December 15, 2014

It's a question worth considering, particularly with the media enabling it. When the torture report was first released, I joked that Fox News would have Cheney on to defend it. I intended it as a joke, but sure enough, the very next day was Dick Cheney Day on Fox News.

Not only Fox News, though. Here we have Dick Cheney sitting down with Chuck Todd for a lengthy discussion of why it's just fine to inflict unspeakable acts on people we call enemies.

Why? Who's next? Charles Manson?

Ed Kilgore:

This stuff is obvious. And yet the TV shows and newspaper stories are full of balance given to the pro-torture side. Why? Despite objections to the contrary, journalists do not always give balance to both sides of an argument if the other side is deemed irrelevant or depraved. Whenever the deficit bugbear rolls to the forefront, almost no balance is given to the Keynesian point of view despite their predictions being consistently correct: the idea that one needn’t actually cut the deficit during a recession is treated as so outre as to require no journalistic attention.

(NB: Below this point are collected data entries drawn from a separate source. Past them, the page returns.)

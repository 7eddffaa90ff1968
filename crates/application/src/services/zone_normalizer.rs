use ferrous_zone_domain::{
    assert_no_trailing_dot, assert_no_underscore, assert_valid_ipv4, assert_valid_target,
    transform_cname, ErrorMode, NormalizeError, NormalizerConfig, Record, RecordError,
    RecordType, Rewrite, TransformRuleSet, ValidationError, Zone,
};
use tracing::{debug, info, instrument, warn};

/// Validates, transforms and canonicalizes the records of one zone.
pub struct ZoneNormalizer {
    config: NormalizerConfig,
}

impl ZoneNormalizer {
    pub fn new(config: NormalizerConfig) -> Self {
        Self { config }
    }

    pub fn config(&self) -> &NormalizerConfig {
        &self.config
    }

    /// Replaces the zone's records with their normalized form.
    ///
    /// The zone is only touched when every record passes; on failure it is returned to the
    /// caller exactly as it came in.
    #[instrument(skip(self, zone), fields(zone = %zone.name))]
    pub fn normalize(&self, zone: &mut Zone) -> Result<(), NormalizeError> {
        let mut records = Vec::with_capacity(zone.records.len());
        let mut errors = Vec::new();

        for (position, record) in zone.records.iter().enumerate() {
            match self.normalize_record(zone, record) {
                Ok(normalized) => records.extend(normalized),
                Err(source) => {
                    let error = ValidationError {
                        zone: zone.name.clone(),
                        position,
                        name: record.name.clone(),
                        record_type: record.record_type,
                        source,
                    };
                    warn!(error = %error, "Record failed validation");
                    errors.push(error);

                    if self.config.error_mode == ErrorMode::FailFast {
                        break;
                    }
                }
            }
        }

        if let Some(error) = NormalizeError::new(errors) {
            return Err(error);
        }

        info!(
            before = zone.records.len(),
            after = records.len(),
            "Zone normalized"
        );
        zone.records = records;
        Ok(())
    }

    /// Normalized replacement for a single record: usually one record, several after a
    /// fan-out transform.
    pub fn normalize_record(&self, zone: &Zone, record: &Record) -> Result<Vec<Record>, RecordError> {
        Self::validate(record)?;

        let mut record = record.clone();
        if record.ttl == 0 && !record.record_type.is_pseudo() {
            record.ttl = self.config.default_ttl;
        }

        let expanded = Self::apply_transform(record)?;
        Ok(expanded
            .into_iter()
            .map(|record| Self::canonicalize(zone, record))
            .collect())
    }

    pub fn validate(record: &Record) -> Result<(), RecordError> {
        assert_no_trailing_dot(&record.name)?;
        if !record.record_type.allows_underscore_label() {
            assert_no_underscore(&record.name)?;
        }

        match record.record_type {
            RecordType::A => {
                assert_valid_ipv4(&record.target)?;
            }
            rtype if rtype.has_hostname_target() => assert_valid_target(&record.target)?,
            _ => {}
        }

        if record.record_type.forbidden_at_apex() && record.is_apex() {
            return Err(RecordError::ApexNotAllowed(record.record_type));
        }

        Ok(())
    }

    fn apply_transform(record: Record) -> Result<Vec<Record>, RecordError> {
        if record.record_type != RecordType::A {
            return Ok(vec![record]);
        }
        let Some(rules) = record.transform() else {
            return Ok(vec![record]);
        };

        let rules: TransformRuleSet = rules.parse()?;
        let address = assert_valid_ipv4(&record.target)?;

        let Some(rule) = rules.find(address) else {
            debug!(name = %record.name, %address, "No transform rule matches, keeping target");
            return Ok(vec![record]);
        };

        let rewritten = rule.apply(address)?;
        match rule.rewrite {
            Rewrite::Offset(_) => {
                debug!(name = %record.name, from = %address, to = ?rewritten, "Offset rewrite")
            }
            Rewrite::FanOut(_) => {
                debug!(name = %record.name, from = %address, count = rewritten.len(), "Fan-out rewrite")
            }
        }

        Ok(rewritten
            .into_iter()
            .map(|target| record.with_target(target.to_string()))
            .collect())
    }

    fn canonicalize(zone: &Zone, mut record: Record) -> Record {
        if record.record_type == RecordType::CNAME {
            if let Some(new_suffix) = &zone.migrate_to {
                record.target = transform_cname(
                    &record.target,
                    zone.apex(),
                    new_suffix.trim_end_matches('.'),
                );
            }
        }

        if record.record_type.has_hostname_target() {
            record.target = zone.absolute_target(&record.target);
        }

        record.name_fqdn = zone.fqdn(&record.name);
        record
    }
}
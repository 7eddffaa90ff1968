//! Syntactic checks on labels and targets. None of these mutate their input; the apex
//! marker `@` passes every check.

use std::net::Ipv4Addr;

use crate::dns_record::APEX;
use crate::errors::SyntaxError;

/// A relative label must not be mistaken for an absolute name.
pub fn assert_no_trailing_dot(name: &str) -> Result<(), SyntaxError> {
    if name != APEX && name.ends_with('.') {
        return Err(SyntaxError::TrailingDot(name.to_string()));
    }
    Ok(())
}

pub fn assert_no_underscore(name: &str) -> Result<(), SyntaxError> {
    if name != APEX && name.contains('_') {
        return Err(SyntaxError::Underscore(name.to_string()));
    }
    Ok(())
}

/// Exactly four decimal octets; no prefix length, no IPv6.
pub fn assert_valid_ipv4(address: &str) -> Result<Ipv4Addr, SyntaxError> {
    address
        .parse::<Ipv4Addr>()
        .map_err(|_| SyntaxError::InvalidIpv4(address.to_string()))
}

/// `foo.bar` is rejected: it could be relative to the zone or an absolute name missing its dot.
pub fn assert_valid_target(target: &str) -> Result<(), SyntaxError> {
    if target == APEX || !target.contains('.') || target.ends_with('.') {
        return Ok(());
    }
    Err(SyntaxError::AmbiguousTarget(target.to_string()))
}
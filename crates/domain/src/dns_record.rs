mod record;
mod record_type;

pub use record::{Record, APEX, TRANSFORM_METADATA_KEY, TRANSFORM_TABLE_METADATA_KEY};
pub use record_type::RecordType;
use crate::dns_record::APEX;

/// Re-roots a CNAME target under `new_suffix`.
///
/// `@` stands for `old_suffix` itself, relative names are first qualified with `old_suffix`,
/// and absolute names are re-rooted as they are. The result is always dot-terminated.
///
/// ```
/// use ferrous_zone_domain::transform_cname;
///
/// assert_eq!(transform_cname("foo", "old.com", "new.com"), "foo.old.com.new.com.");
/// assert_eq!(transform_cname("foo.bar.", "old.com", "new.com"), "foo.bar.new.com.");
/// ```
pub fn transform_cname(name: &str, old_suffix: &str, new_suffix: &str) -> String {
    let base = if name == APEX {
        old_suffix.to_string()
    } else if let Some(absolute) = name.strip_suffix('.') {
        absolute.to_string()
    } else {
        format!("{}.{}", name, old_suffix)
    };
    format!("{}.{}.", base, new_suffix)
}
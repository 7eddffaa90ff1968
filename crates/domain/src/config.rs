pub mod errors;
pub mod normalizer;

pub use errors::ConfigError;
pub use normalizer::{ErrorMode, NormalizerConfig};
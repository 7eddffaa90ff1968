//! Ferrous Zone Domain Layer
pub mod config;
pub mod dns_record;
pub mod errors;
pub mod migration;
pub mod transform;
pub mod validation;
pub mod zone;

pub use config::{ConfigError, ErrorMode, NormalizerConfig};
pub use dns_record::{
    Record, RecordType, APEX, TRANSFORM_METADATA_KEY, TRANSFORM_TABLE_METADATA_KEY,
};
pub use errors::{NormalizeError, RecordError, RuleSyntaxError, SyntaxError, ValidationError};
pub use migration::transform_cname;
pub use transform::{Rewrite, TransformRule, TransformRuleSet};
pub use validation::{
    assert_no_trailing_dot, assert_no_underscore, assert_valid_ipv4, assert_valid_target,
};
pub use zone::Zone;
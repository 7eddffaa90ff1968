mod normalize;

pub use normalize::NormalizeZonesUseCase;
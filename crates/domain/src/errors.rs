use std::fmt;
use std::net::Ipv4Addr;

use thiserror::Error;

use crate::dns_record::RecordType;

#[derive(Error, Debug, Clone, PartialEq, Eq)]
pub enum SyntaxError {
    #[error("Name must not end with a dot: {0:?}")]
    TrailingDot(String),

    #[error("Name must not contain an underscore: {0:?}")]
    Underscore(String),

    #[error("Invalid IPv4 address: {0:?}")]
    InvalidIpv4(String),

    #[error("Ambiguous target {0:?}: use a bare label or terminate the name with a dot")]
    AmbiguousTarget(String),
}

#[derive(Error, Debug, Clone, PartialEq, Eq)]
pub enum RuleSyntaxError {
    #[error("Transform rule {rule}: expected 4 fields separated by '~', found {found}")]
    FieldCount { rule: usize, found: usize },

    #[error("Transform rule {rule}: missing {field} address")]
    MissingBound { rule: usize, field: &'static str },

    #[error("Transform rule {rule}: {field} is not a valid IPv4 address: {value:?}")]
    InvalidAddress {
        rule: usize,
        field: &'static str,
        value: String,
    },

    #[error("Transform rule {rule}: new base and explicit targets cannot both be set")]
    BothRewrites { rule: usize },

    #[error("Transform rule {rule}: one of new base or explicit targets must be set")]
    NoRewrite { rule: usize },

    #[error("Transform rule {rule}: low bound {low} is above high bound {high}")]
    InvertedRange {
        rule: usize,
        low: Ipv4Addr,
        high: Ipv4Addr,
    },
}

/// Everything that can go wrong while normalizing a single record.
#[derive(Error, Debug, Clone, PartialEq, Eq)]
pub enum RecordError {
    #[error(transparent)]
    Syntax(#[from] SyntaxError),

    #[error(transparent)]
    RuleSyntax(#[from] RuleSyntaxError),

    #[error("{0} record cannot be created for the bare domain")]
    ApexNotAllowed(RecordType),

    #[error("Offset rewrite of {address} from {low} onto {new_base} leaves the IPv4 address space")]
    AddressOverflow {
        address: Ipv4Addr,
        low: Ipv4Addr,
        new_base: Ipv4Addr,
    },

    #[error("Import source zone not found: {0}")]
    UnknownImportSource(String),

    #[error("Import transform has no transform_table metadata")]
    MissingTransformTable,
}

/// A [`RecordError`] tagged with the identity of the offending record.
#[derive(Error, Debug, Clone, PartialEq, Eq)]
#[error("In {record_type} {name} (zone {zone}, record #{position}): {source}")]
pub struct ValidationError {
    pub zone: String,
    pub position: usize,
    pub name: String,
    pub record_type: RecordType,
    #[source]
    pub source: RecordError,
}

/// Outcome of a failed normalization pass. Holds at least one error; exactly one when the
/// pass runs in fail-fast mode.
#[derive(Debug, Clone, PartialEq, Eq)]
pub struct NormalizeError {
    errors: Vec<ValidationError>,
}

impl NormalizeError {
    pub fn new(errors: Vec<ValidationError>) -> Option<Self> {
        if errors.is_empty() {
            None
        } else {
            Some(Self { errors })
        }
    }

    pub fn errors(&self) -> &[ValidationError] {
        &self.errors
    }

    pub fn first(&self) -> &ValidationError {
        &self.errors[0]
    }

    pub fn into_errors(self) -> Vec<ValidationError> {
        self.errors
    }
}

impl From<ValidationError> for NormalizeError {
    fn from(error: ValidationError) -> Self {
        Self {
            errors: vec![error],
        }
    }
}

impl fmt::Display for NormalizeError {
    fn fmt(&self, f: &mut fmt::Formatter<'_>) -> fmt::Result {
        match self.errors.len() {
            1 => write!(f, "{}", self.errors[0]),
            n => write!(f, "{} validation errors, first: {}", n, self.errors[0]),
        }
    }
}

impl std::error::Error for NormalizeError {
    fn source(&self) -> Option<&(dyn std::error::Error + 'static)> {
        self.errors.first().map(|e| e as &(dyn std::error::Error + 'static))
    }
}
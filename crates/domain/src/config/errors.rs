#[derive(Debug, thiserror::Error)]
pub enum ConfigError {
    #[error("Failed to read config file {0}: {1}")]
    FileRead(String, String),

    #[error("Failed to parse config: {0}")]
    Parse(String),

    #[error("Configuration validation error: {0}")]
    Validation(String),
}
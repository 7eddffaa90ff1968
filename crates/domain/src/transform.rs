//! Rule language for rewriting A record targets by address range.
//!
//! A rule set is a `;`-separated list of rules, each `low~high~new_base~targets` where exactly
//! one of `new_base` or the comma-separated `targets` list is set. The first rule whose
//! inclusive range contains an address decides its rewrite.

mod rule;
mod rule_set;

pub use rule::{Rewrite, TransformRule};
pub use rule_set::TransformRuleSet;
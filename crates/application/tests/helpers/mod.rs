#![allow(dead_code)]

mod builders;

pub use builders::{init_tracing, RecordBuilder, ZoneBuilder};
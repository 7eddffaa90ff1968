use std::net::Ipv4Addr;
use std::str::FromStr;

use super::rule::{Rewrite, TransformRule};
use crate::errors::{RecordError, RuleSyntaxError};

const RULE_SEPARATOR: char = ';';
const FIELD_SEPARATOR: char = '~';
const TARGET_SEPARATOR: char = ',';

#[derive(Debug, Clone, PartialEq, Eq)]
pub struct TransformRuleSet {
    rules: Vec<TransformRule>,
}

impl TransformRuleSet {
    pub fn new(rules: Vec<TransformRule>) -> Self {
        Self { rules }
    }

    pub fn rules(&self) -> &[TransformRule] {
        &self.rules
    }

    /// First rule whose range contains `address`.
    pub fn find(&self, address: Ipv4Addr) -> Option<&TransformRule> {
        self.rules.iter().find(|rule| rule.contains(address))
    }

    /// Rewritten addresses for `address`; an address no rule matches passes through as-is.
    pub fn apply(&self, address: Ipv4Addr) -> Result<Vec<Ipv4Addr>, RecordError> {
        match self.find(address) {
            Some(rule) => rule.apply(address),
            None => Ok(vec![address]),
        }
    }
}

impl FromStr for TransformRuleSet {
    type Err = RuleSyntaxError;

    fn from_str(s: &str) -> Result<Self, Self::Err> {
        let rules = s
            .split(RULE_SEPARATOR)
            .enumerate()
            .map(|(index, rule)| parse_rule(index, rule))
            .collect::<Result<Vec<_>, _>>()?;
        Ok(Self { rules })
    }
}

fn parse_rule(index: usize, rule: &str) -> Result<TransformRule, RuleSyntaxError> {
    let fields: Vec<&str> = rule.split(FIELD_SEPARATOR).map(str::trim).collect();
    let [low, high, new_base, targets] = fields[..] else {
        return Err(RuleSyntaxError::FieldCount {
            rule: index,
            found: fields.len(),
        });
    };

    let low = parse_bound(index, "low", low)?;
    let high = parse_bound(index, "high", high)?;
    if u32::from(low) > u32::from(high) {
        return Err(RuleSyntaxError::InvertedRange {
            rule: index,
            low,
            high,
        });
    }

    let rewrite = match (new_base.is_empty(), targets.is_empty()) {
        (false, false) => return Err(RuleSyntaxError::BothRewrites { rule: index }),
        (true, true) => return Err(RuleSyntaxError::NoRewrite { rule: index }),
        (false, true) => Rewrite::Offset(parse_address(index, "new base", new_base)?),
        (true, false) => Rewrite::FanOut(
            targets
                .split(TARGET_SEPARATOR)
                .map(|target| parse_address(index, "explicit target", target.trim()))
                .collect::<Result<Vec<_>, _>>()?,
        ),
    };

    Ok(TransformRule { low, high, rewrite })
}

fn parse_bound(rule: usize, field: &'static str, value: &str) -> Result<Ipv4Addr, RuleSyntaxError> {
    if value.is_empty() {
        return Err(RuleSyntaxError::MissingBound { rule, field });
    }
    parse_address(rule, field, value)
}

fn parse_address(
    rule: usize,
    field: &'static str,
    value: &str,
) -> Result<Ipv4Addr, RuleSyntaxError> {
    value
        .parse::<Ipv4Addr>()
        .map_err(|_| RuleSyntaxError::InvalidAddress {
            rule,
            field,
            value: value.to_string(),
        })
}
//! API Routes
//!
//! Configures the Axum router with all todo service endpoints.

use axum::{
    routing::{get, post},
    Router,
};
use tower_http::{
    cors::{Any, CorsLayer},
    trace::TraceLayer,
};

use super::handlers::{
    create_handler, delete_handler, get_handler, health_handler, list_handler, stats_handler,
    update_handler, AppState,
};

/// Creates the main router with all endpoints configured.
///
/// `/todos/all` is a static segment and takes precedence over `/todos/:id`.
pub fn create_router(state: AppState) -> Router {
    let cors = CorsLayer::new()
        .allow_origin(Any)
        .allow_methods(Any)
        .allow_headers(Any);

    Router::new()
        .route("/todos", post(create_handler))
        .route("/todos/all", get(list_handler))
        .route(
            "/todos/:id",
            get(get_handler).put(update_handler).delete(delete_handler),
        )
        .route("/stats", get(stats_handler))
        .route("/health", get(health_handler))
        .layer(cors)
        .layer(TraceLayer::new_for_http())
        .with_state(state)
}
//! Backing store: the durable source of truth for todos.

mod schema;
mod sqlite;

use async_trait::async_trait;
use chrono::{DateTime, Utc};

use crate::error::Result;
use crate::models::{NewTodo, Todo, TodoChanges};

pub use sqlite::SqliteTodoStore;

/// Durable todo persistence.
///
/// Errors are always `AppError::StoreUnavailable`; a missing row is reported
/// through `Option`/`bool`, never as an error.
#[async_trait]
pub trait TodoRepository: Send + Sync {
    /// Persists `todo` with both timestamps set to `now` and returns it with
    /// its assigned id.
    async fn insert(&self, todo: NewTodo, now: DateTime<Utc>) -> Result<Todo>;

    /// The row with this id, if any.
    async fn find(&self, id: i64) -> Result<Option<Todo>>;

    /// All todos ordered by id.
    async fn find_all(&self) -> Result<Vec<Todo>>;

    /// Applies `changes` and refreshes `updatedAt` to the later of `now` and
    /// its previous value. Returns None when no row has this id.
    async fn update(&self, id: i64, changes: TodoChanges, now: DateTime<Utc>)
        -> Result<Option<Todo>>;

    /// Returns whether a row was removed.
    async fn delete(&self, id: i64) -> Result<bool>;
}
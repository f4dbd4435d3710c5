//! Configuration Module
//!
//! Handles loading and managing service configuration from environment variables.

use std::env;
use std::str::FromStr;
use std::time::Duration;

/// Resolver address used when `POLICY_URL` is not set.
pub const DEFAULT_POLICY_URL: &str = "http://localhost:10001";

/// Service configuration parameters.
///
/// All values can be configured via environment variables with sensible defaults.
#[derive(Debug, Clone)]
pub struct Config {
    /// HTTP port of the todo service
    pub server_port: u16,
    /// SQLite database path (`:memory:` for an in-memory database)
    pub database_path: String,
    /// Base URL of the policy resolver; `None` selects the static gateway
    pub policy_url: Option<String>,
    /// Upper bound on a single policy resolve call, in milliseconds
    pub policy_timeout_ms: u64,
    /// Decision returned by the static gateway
    pub policy_default_use_cache: bool,
    /// Version token used when a request does not carry one
    pub default_client_version: String,
    /// TTL in seconds for single-item cache entries
    pub item_cache_ttl: u64,
    /// TTL in seconds for the bulk list cache entry
    pub list_cache_ttl: u64,
    /// Maximum number of keys the in-memory cache can hold
    pub max_cache_entries: usize,
    /// Background cleanup task interval in seconds
    pub cleanup_interval: u64,
    /// HTTP port of the policy resolver
    pub policy_port: u16,
    /// The resolver enables caching for versions strictly greater than this
    pub policy_min_version: String,
}

/// Cache timing knobs used by the coordinator.
#[derive(Debug, Clone, Copy, PartialEq, Eq)]
pub struct CacheSettings {
    pub item_ttl: Duration,
    pub list_ttl: Duration,
    pub policy_timeout: Duration,
}

impl Default for CacheSettings {
    fn default() -> Self {
        Self {
            item_ttl: Duration::from_secs(300),
            list_ttl: Duration::from_secs(300),
            policy_timeout: Duration::from_millis(500),
        }
    }
}

fn env_or<T: FromStr>(name: &str, default: T) -> T {
    env::var(name)
        .ok()
        .and_then(|v| v.parse().ok())
        .unwrap_or(default)
}

impl Config {
    /// Creates a new Config by loading values from environment variables.
    ///
    /// # Environment Variables
    /// - `SERVER_PORT` - Todo service port (default: 10000)
    /// - `DATABASE_PATH` - SQLite file (default: todo.db)
    /// - `POLICY_URL` - Policy resolver base URL (default: http://localhost:10001;
    ///   set it empty to use the static gateway)
    /// - `POLICY_TIMEOUT_MS` - Resolve timeout (default: 500)
    /// - `POLICY_DEFAULT_USE_CACHE` - Static gateway decision (default: false)
    /// - `DEFAULT_CLIENT_VERSION` - Fallback version token (default: 1.1)
    /// - `ITEM_CACHE_TTL` - Single-item TTL in seconds (default: 300)
    /// - `LIST_CACHE_TTL` - Bulk list TTL in seconds (default: 300)
    /// - `MAX_CACHE_ENTRIES` - Cache capacity (default: 10000)
    /// - `CLEANUP_INTERVAL` - Cleanup frequency in seconds (default: 1)
    /// - `POLICY_PORT` - Policy resolver port (default: 10001)
    /// - `POLICY_MIN_VERSION` - Resolver version threshold (default: 1.0)
    pub fn from_env() -> Self {
        let defaults = Self::default();
        Self {
            server_port: env_or("SERVER_PORT", defaults.server_port),
            database_path: env::var("DATABASE_PATH").unwrap_or(defaults.database_path),
            policy_url: match env::var("POLICY_URL") {
                Ok(url) if url.trim().is_empty() => None,
                Ok(url) => Some(url),
                Err(_) => defaults.policy_url,
            },
            policy_timeout_ms: env_or("POLICY_TIMEOUT_MS", defaults.policy_timeout_ms),
            policy_default_use_cache: env_or(
                "POLICY_DEFAULT_USE_CACHE",
                defaults.policy_default_use_cache,
            ),
            default_client_version: env::var("DEFAULT_CLIENT_VERSION")
                .unwrap_or(defaults.default_client_version),
            item_cache_ttl: env_or("ITEM_CACHE_TTL", defaults.item_cache_ttl),
            list_cache_ttl: env_or("LIST_CACHE_TTL", defaults.list_cache_ttl),
            max_cache_entries: env_or("MAX_CACHE_ENTRIES", defaults.max_cache_entries),
            cleanup_interval: env_or("CLEANUP_INTERVAL", defaults.cleanup_interval),
            policy_port: env_or("POLICY_PORT", defaults.policy_port),
            policy_min_version: env::var("POLICY_MIN_VERSION")
                .unwrap_or(defaults.policy_min_version),
        }
    }

    /// Returns the TTLs and resolver timeout as durations.
    pub fn cache_settings(&self) -> CacheSettings {
        CacheSettings {
            item_ttl: Duration::from_secs(self.item_cache_ttl),
            list_ttl: Duration::from_secs(self.list_cache_ttl),
            policy_timeout: Duration::from_millis(self.policy_timeout_ms),
        }
    }
}

impl Default for Config {
    fn default() -> Self {
        Self {
            server_port: 10000,
            database_path: "todo.db".to_string(),
            policy_url: Some(DEFAULT_POLICY_URL.to_string()),
            policy_timeout_ms: 500,
            policy_default_use_cache: false,
            default_client_version: "1.1".to_string(),
            item_cache_ttl: 300,
            list_cache_ttl: 300,
            max_cache_entries: 10_000,
            cleanup_interval: 1,
            policy_port: 10001,
            policy_min_version: "1.0".to_string(),
        }
    }
}

#[cfg(test)]
mod tests {
    use super::*;

    #[test]
    fn test_config_default() {
        let config = Config::default();
        assert_eq!(config.server_port, 10000);
        assert_eq!(config.item_cache_ttl, 300);
        assert_eq!(config.list_cache_ttl, 300);
        assert_eq!(config.policy_port, 10001);
        assert_eq!(config.policy_url.as_deref(), Some("http://localhost:10001"));
        assert!(!config.policy_default_use_cache);
    }

    #[test]
    fn test_empty_policy_url_selects_static_gateway() {
        env::set_var("POLICY_URL", "");
        let config = Config::from_env();
        env::remove_var("POLICY_URL");

        assert!(config.policy_url.is_none());
    }

    #[test]
    fn test_cache_settings_from_config() {
        let config = Config {
            item_cache_ttl: 60,
            list_cache_ttl: 120,
            policy_timeout_ms: 250,
            ..Config::default()
        };

        let settings = config.cache_settings();
        assert_eq!(settings.item_ttl, Duration::from_secs(60));
        assert_eq!(settings.list_ttl, Duration::from_secs(120));
        assert_eq!(settings.policy_timeout, Duration::from_millis(250));
    }

    #[test]
    fn test_default_settings_match_default_config() {
        assert_eq!(CacheSettings::default(), Config::default().cache_settings());
    }
}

More pointedly, when journalists write about torture and depredations of current or former regimes, journalists don’t feel the need to get the torturers’ side of the story. No one is rushing to ask Assad’s torturers in Syria if their tactics are necessary to keep “terrorists” in check. No one is asking North Korean guards if their treatment of their people is OK because some other country is worse. No one rushes to counterbalance the accounts of Holocaust victims with the justifications of Nazi guards. It simply isn’t done, any more than we “balance” stories of child sexual abuse with a hot-take counterpoint from a member of NAMBLA. The reason we don’t provide “balance” in these cases is that to do so would be to normalize those behaviors as part of legitimate discourse.

So why in the world are the torturers who subjected innocent people to anal feedings and dungeon ceiling hangings given the courtesy of “balance” in the press? Where is the line that separates issues that require balance from those that do not?

In a decent moral universe, torturers don’t get the benefit of explaining themselves to the press any more than serial killers do, except potentially out of morbid curiosity.

The answer is in that last paragraph. We no longer live in a decent moral universe. We live in a universe where torture is defended, taking food out of the mouths of poor children is perfectly fine, and oligarchs own politicians unapologetically and openly. That's not a decent moral universe.

So yes, expect at some point we'll see Chuck sit down with Charles Manson to ask him why it was fine for him to murder Sharon Tate et al in cold blood. Because after all, we do need to hear both sides of the story, right?